2. Two configuration methods of Tris-HCl buffer
The first method is to prepare 0.05 mol/L Tris and 0.05 mol/L HCl solutions, respectively, and then mix them according to the volume listed in the common table.
However, as the standard concentration of dilute hydrochloric acid is not easy to prepare, another method is commonly used: take the configuration of 1 L of 0.1 mol/L Tris-HCl buffer as an example: Firstly, 12.11 g Tris base was dissolved in 950 mL ~ 970 mL deionized water, and 4 N HCl was added by drop while stirring. The pH value of the solution was measured by pH meter to the desired pH value, and then water was added to make up to 1 L.
3. Other TRIS-derived buffers
In addition to Tris-HCl, there are a variety of TRIS-derived buffers:
TBS=Tris-HCl+ NaCl+KCl, which is often used to clean immunostained tissues or Western blot membranes in Western Blotting.

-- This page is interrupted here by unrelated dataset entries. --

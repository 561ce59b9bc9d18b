//! SQLite driver on top of sqlx
//!
//! Accepts the same DSNs the parser understands: `sqlite:<path>` and
//! `sqlite::memory:`.

use crate::driver::{Connector, DbConnection, DbStatement, SqlParam};
use crate::dsn::DsnError;
use crate::error::{DriverError, DriverResult};
use async_trait::async_trait;
use sqlx::sqlite::{SqliteConnectOptions, SqliteConnection, SqliteRow};
use sqlx::{ConnectOptions, Executor};
use std::str::FromStr;
use std::sync::Arc;
use tokio::sync::Mutex;
use tracing::debug;

const MEMORY_PATH: &str = ":memory:";

#[derive(Debug, Clone, Copy, Default)]
pub struct SqliteConnector;

impl SqliteConnector {
    pub fn new() -> Self {
        Self
    }
}

fn connect_options(dsn: &str) -> DriverResult<SqliteConnectOptions> {
    let (driver, path) = dsn.split_once(':').ok_or(DsnError::MissingDriver)?;
    if driver != "sqlite" {
        return Err(DriverError::UnsupportedDriver(driver.to_string()));
    }

    if path == MEMORY_PATH {
        return Ok(SqliteConnectOptions::from_str("sqlite::memory:")?);
    }

    Ok(SqliteConnectOptions::new()
        .filename(path)
        .create_if_missing(true))
}

#[async_trait]
impl Connector for SqliteConnector {
    type Connection = SqliteDb;

    async fn connect(&self, dsn: &str) -> DriverResult<SqliteDb> {
        let options = connect_options(dsn)?;
        let conn = options.connect().await?;

        debug!(dsn = %dsn, "SQLite connection opened");

        Ok(SqliteDb {
            conn: Arc::new(Mutex::new(conn)),
        })
    }
}

/// Open SQLite connection; statements prepared from it share the handle
pub struct SqliteDb {
    conn: Arc<Mutex<SqliteConnection>>,
}

#[async_trait]
impl DbConnection for SqliteDb {
    type Rows = Vec<SqliteRow>;
    type Statement = SqliteStatement;

    async fn query(&mut self, sql: &str) -> DriverResult<Vec<SqliteRow>> {
        let mut conn = self.conn.lock().await;
        let rows = sqlx::query(sql).fetch_all(&mut *conn).await?;
        Ok(rows)
    }

    async fn exec(&mut self, sql: &str) -> DriverResult<u64> {
        let mut conn = self.conn.lock().await;
        let result = sqlx::query(sql).execute(&mut *conn).await?;
        Ok(result.rows_affected())
    }

    async fn prepare(&mut self, sql: &str) -> DriverResult<SqliteStatement> {
        {
            let mut conn = self.conn.lock().await;
            // Validates the SQL now instead of at first execute
            (&mut *conn).prepare(sql).await?;
        }

        Ok(SqliteStatement {
            conn: Arc::clone(&self.conn),
            sql: sql.to_string(),
        })
    }
}

pub struct SqliteStatement {
    conn: Arc<Mutex<SqliteConnection>>,
    sql: String,
}

#[async_trait]
impl DbStatement for SqliteStatement {
    type Rows = Vec<SqliteRow>;

    fn query_string(&self) -> &str {
        &self.sql
    }

    async fn execute(&mut self, params: &[SqlParam]) -> DriverResult<Vec<SqliteRow>> {
        let mut query = sqlx::query(&self.sql);
        for param in params {
            query = match param {
                SqlParam::Null => query.bind(None::<String>),
                SqlParam::Bool(v) => query.bind(*v),
                SqlParam::Int(v) => query.bind(*v),
                SqlParam::Float(v) => query.bind(*v),
                SqlParam::Text(v) => query.bind(v.clone()),
            };
        }

        let mut conn = self.conn.lock().await;
        let rows = query.fetch_all(&mut *conn).await?;
        Ok(rows)
    }
}

#[cfg(test)]
mod tests {
    use super::*;
    use sqlx::Row;

    #[test]
    fn test_connect_options_rejects_other_drivers() {
        assert!(matches!(
            connect_options("mysql:host=localhost"),
            Err(DriverError::UnsupportedDriver(driver)) if driver == "mysql"
        ));
        assert!(matches!(
            connect_options("no-colon"),
            Err(DriverError::Dsn(DsnError::MissingDriver))
        ));
    }

    #[tokio::test]
    async fn test_query_exec_and_prepared_statement() {
        let mut db = SqliteConnector::new().connect("sqlite::memory:").await.unwrap();

        db.exec("CREATE TABLE users (id INTEGER PRIMARY KEY, name TEXT)")
            .await
            .unwrap();
        let affected = db
            .exec("INSERT INTO users (name) VALUES ('a'), ('b')")
            .await
            .unwrap();
        assert_eq!(affected, 2);

        let rows = db.query("SELECT name FROM users ORDER BY id").await.unwrap();
        assert_eq!(rows.len(), 2);

        let mut stmt = db.prepare("SELECT name FROM users WHERE id = ?").await.unwrap();
        assert_eq!(stmt.query_string(), "SELECT name FROM users WHERE id = ?");
        let rows = stmt.execute(&[SqlParam::Int(2)]).await.unwrap();
        assert_eq!(rows.len(), 1);
        let name: String = rows[0].get("name");
        assert_eq!(name, "b");
    }

    #[tokio::test]
    async fn test_invalid_sql_is_database_error() {
        let mut db = SqliteConnector::new().connect("sqlite::memory:").await.unwrap();

        let error = db
            .query("bad statement")
            .await
            .err()
            .expect("invalid SQL should fail");
        assert!(error.is_database_error());
        assert!(error.code().is_some());
        assert!(db.prepare("also bad").await.is_err());
    }
}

TBST=Tris-HCl+NaCl+tween20, a kind of membrane washing buffer commonly used in Western Blotting;
TE=Tris-HCl+EDTA, which protects the bases of DNA and is often used for DNA stabilization and storage;
TAE=Tris base+ acetic acid +EDTA is a widely used buffer system for short time electrophoresis of large DNA fragments.
TBE=Trisbase+ boric acid +EDTA, suitable for long time DNA electrophoresis, small fragment separation effect is better.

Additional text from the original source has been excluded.